** Opening RECORDS FOR PROCESSING block **
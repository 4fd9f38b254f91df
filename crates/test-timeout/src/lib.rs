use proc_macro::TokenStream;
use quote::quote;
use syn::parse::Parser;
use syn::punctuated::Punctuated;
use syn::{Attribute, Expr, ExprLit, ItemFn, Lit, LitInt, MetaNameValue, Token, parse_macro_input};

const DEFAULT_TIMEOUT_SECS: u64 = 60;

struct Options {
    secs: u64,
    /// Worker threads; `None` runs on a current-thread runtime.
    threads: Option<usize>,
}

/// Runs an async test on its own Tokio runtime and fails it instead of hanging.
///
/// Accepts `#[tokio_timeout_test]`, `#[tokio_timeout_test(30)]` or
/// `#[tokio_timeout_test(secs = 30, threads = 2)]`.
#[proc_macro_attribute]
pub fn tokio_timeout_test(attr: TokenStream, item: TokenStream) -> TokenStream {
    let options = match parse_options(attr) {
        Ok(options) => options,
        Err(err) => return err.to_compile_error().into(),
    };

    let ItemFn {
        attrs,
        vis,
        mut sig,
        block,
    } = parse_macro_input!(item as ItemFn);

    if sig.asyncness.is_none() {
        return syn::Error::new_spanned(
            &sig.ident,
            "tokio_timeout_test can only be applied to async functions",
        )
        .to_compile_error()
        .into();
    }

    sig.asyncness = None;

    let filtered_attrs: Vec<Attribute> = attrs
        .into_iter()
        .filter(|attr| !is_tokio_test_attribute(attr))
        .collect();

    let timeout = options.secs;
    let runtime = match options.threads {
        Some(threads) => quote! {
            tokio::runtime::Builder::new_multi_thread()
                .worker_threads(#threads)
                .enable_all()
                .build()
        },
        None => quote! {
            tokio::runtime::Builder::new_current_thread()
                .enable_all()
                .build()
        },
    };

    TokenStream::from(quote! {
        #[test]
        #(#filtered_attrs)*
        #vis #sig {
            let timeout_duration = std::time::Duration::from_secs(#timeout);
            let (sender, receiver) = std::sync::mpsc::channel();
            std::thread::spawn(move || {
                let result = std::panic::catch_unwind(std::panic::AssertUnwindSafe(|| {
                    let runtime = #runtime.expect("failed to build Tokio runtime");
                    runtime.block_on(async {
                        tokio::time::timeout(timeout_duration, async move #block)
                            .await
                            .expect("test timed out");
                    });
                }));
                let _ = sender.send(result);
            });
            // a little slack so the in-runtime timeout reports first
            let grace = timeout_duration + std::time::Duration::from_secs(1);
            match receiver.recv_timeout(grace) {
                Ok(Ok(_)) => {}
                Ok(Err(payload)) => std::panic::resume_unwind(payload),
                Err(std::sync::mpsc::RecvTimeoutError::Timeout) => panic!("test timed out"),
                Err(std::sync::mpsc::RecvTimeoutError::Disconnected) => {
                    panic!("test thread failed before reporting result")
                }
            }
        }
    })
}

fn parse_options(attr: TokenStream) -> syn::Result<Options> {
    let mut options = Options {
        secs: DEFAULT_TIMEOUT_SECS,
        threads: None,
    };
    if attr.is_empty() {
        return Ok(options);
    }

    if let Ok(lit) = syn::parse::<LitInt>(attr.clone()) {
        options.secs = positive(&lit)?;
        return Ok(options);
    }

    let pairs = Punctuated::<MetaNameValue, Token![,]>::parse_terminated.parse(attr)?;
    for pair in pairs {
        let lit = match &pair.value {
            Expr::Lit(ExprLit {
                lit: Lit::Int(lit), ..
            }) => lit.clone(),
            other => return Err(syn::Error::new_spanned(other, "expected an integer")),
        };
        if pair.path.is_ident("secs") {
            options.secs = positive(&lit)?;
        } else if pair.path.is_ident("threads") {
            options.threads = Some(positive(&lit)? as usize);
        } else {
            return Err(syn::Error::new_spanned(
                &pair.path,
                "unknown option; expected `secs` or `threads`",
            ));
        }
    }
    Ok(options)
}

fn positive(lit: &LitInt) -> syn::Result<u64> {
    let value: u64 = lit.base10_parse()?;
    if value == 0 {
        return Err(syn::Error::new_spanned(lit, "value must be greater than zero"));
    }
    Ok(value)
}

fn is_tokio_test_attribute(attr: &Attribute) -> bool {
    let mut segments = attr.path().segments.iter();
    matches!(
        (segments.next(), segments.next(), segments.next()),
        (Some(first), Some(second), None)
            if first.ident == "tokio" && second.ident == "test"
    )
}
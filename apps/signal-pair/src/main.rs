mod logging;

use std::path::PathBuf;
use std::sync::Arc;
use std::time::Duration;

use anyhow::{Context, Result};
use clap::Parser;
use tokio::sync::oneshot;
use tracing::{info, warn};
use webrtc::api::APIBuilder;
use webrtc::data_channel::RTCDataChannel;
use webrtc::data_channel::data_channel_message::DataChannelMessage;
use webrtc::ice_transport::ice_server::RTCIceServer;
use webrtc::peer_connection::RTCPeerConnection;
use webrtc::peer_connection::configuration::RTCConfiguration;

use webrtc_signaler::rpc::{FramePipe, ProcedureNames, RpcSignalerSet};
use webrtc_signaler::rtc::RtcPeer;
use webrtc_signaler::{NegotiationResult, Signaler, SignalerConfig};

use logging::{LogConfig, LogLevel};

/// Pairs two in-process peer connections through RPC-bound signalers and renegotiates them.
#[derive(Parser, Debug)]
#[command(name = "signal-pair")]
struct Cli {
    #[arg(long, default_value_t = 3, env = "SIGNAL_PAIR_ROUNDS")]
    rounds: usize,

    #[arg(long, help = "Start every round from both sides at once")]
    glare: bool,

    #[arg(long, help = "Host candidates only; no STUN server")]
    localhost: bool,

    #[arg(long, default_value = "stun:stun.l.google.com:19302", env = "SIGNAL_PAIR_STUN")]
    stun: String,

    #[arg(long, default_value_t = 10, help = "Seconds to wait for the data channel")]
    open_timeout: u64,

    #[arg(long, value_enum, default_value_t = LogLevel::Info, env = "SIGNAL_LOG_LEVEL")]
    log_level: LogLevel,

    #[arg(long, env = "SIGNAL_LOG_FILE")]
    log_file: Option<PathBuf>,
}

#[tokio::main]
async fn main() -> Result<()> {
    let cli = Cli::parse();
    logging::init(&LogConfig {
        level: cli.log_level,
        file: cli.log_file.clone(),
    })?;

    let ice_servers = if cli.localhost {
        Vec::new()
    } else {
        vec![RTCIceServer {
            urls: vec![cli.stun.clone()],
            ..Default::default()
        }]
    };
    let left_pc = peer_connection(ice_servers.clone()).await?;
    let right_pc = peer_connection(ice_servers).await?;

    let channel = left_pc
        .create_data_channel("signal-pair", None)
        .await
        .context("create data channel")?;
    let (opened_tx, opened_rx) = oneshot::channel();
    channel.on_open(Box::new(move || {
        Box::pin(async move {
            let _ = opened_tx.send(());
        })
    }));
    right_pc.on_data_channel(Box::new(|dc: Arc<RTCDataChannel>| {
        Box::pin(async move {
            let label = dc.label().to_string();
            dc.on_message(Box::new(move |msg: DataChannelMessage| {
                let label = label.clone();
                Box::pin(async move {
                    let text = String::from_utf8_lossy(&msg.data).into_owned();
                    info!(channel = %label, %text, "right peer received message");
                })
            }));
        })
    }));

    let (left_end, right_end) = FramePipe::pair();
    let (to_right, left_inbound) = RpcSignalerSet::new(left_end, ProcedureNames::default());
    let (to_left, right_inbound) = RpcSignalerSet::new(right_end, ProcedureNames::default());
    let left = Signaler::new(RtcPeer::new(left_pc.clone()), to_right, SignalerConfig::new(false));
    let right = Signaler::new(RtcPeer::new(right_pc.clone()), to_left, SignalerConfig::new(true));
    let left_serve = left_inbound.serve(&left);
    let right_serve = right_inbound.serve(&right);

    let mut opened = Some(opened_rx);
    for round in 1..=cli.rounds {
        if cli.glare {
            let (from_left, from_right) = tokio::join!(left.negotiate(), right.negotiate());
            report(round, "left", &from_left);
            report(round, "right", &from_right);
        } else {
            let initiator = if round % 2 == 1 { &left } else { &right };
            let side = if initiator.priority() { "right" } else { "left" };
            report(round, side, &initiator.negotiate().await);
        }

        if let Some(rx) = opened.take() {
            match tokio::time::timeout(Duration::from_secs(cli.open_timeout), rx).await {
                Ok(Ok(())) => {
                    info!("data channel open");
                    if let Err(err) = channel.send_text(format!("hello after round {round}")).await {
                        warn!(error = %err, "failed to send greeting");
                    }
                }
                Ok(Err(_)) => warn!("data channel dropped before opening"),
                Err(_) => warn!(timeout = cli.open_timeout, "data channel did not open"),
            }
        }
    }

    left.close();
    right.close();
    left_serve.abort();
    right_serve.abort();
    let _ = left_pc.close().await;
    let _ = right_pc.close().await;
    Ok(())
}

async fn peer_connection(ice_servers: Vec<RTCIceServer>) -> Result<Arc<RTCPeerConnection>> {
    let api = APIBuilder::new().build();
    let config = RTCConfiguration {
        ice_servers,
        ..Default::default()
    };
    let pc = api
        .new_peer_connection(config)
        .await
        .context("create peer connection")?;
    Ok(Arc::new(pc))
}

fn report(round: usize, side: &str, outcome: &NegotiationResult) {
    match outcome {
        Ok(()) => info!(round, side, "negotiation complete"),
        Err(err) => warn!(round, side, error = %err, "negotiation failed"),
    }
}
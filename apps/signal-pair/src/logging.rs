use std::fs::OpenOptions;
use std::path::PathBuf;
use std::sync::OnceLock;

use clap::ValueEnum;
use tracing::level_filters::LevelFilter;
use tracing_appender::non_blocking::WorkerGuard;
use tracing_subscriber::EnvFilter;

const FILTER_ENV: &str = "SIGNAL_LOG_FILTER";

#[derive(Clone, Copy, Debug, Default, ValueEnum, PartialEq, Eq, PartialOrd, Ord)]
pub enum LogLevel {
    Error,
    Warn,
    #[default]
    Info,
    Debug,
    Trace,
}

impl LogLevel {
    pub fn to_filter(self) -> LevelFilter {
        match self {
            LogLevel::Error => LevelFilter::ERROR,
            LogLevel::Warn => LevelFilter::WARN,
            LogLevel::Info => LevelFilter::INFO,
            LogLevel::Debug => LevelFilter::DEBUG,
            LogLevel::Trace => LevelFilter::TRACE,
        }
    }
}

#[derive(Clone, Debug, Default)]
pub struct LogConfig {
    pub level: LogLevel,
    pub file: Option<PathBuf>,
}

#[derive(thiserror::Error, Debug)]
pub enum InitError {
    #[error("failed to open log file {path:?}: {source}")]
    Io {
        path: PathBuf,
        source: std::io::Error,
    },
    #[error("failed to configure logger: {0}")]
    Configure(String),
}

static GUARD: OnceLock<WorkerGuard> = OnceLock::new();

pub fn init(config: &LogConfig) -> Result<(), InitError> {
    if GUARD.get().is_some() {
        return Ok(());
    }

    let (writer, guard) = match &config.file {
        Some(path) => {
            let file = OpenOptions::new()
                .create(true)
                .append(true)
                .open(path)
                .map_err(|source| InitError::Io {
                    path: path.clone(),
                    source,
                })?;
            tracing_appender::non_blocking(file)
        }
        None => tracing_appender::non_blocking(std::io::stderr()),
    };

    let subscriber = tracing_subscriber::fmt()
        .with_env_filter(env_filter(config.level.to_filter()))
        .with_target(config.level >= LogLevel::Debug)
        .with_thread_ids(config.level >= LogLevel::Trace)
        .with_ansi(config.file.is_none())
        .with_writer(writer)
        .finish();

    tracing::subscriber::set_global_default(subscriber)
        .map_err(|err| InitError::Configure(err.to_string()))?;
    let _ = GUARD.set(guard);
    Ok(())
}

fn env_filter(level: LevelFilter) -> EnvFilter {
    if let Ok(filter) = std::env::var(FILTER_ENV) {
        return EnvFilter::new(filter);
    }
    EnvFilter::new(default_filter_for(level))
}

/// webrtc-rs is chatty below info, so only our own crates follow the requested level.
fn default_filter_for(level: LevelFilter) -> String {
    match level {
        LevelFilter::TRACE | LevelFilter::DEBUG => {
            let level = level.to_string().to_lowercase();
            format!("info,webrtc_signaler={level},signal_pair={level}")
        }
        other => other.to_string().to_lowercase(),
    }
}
** Closing RECORDS FOR PROCESSING block **
TASK GOAL: For this exercise, gather every line of the data that contains the word "SignalerConfig".

ANSWER TO THE PROBLEM:
use webrtc_signaler::{NegotiationResult, Signaler, SignalerConfig};
    let left = Signaler::new(RtcPeer::new(left_pc.clone()), to_right, SignalerConfig::new(false));
    let right = Signaler::new(RtcPeer::new(right_pc.clone()), to_left, SignalerConfig::new(true));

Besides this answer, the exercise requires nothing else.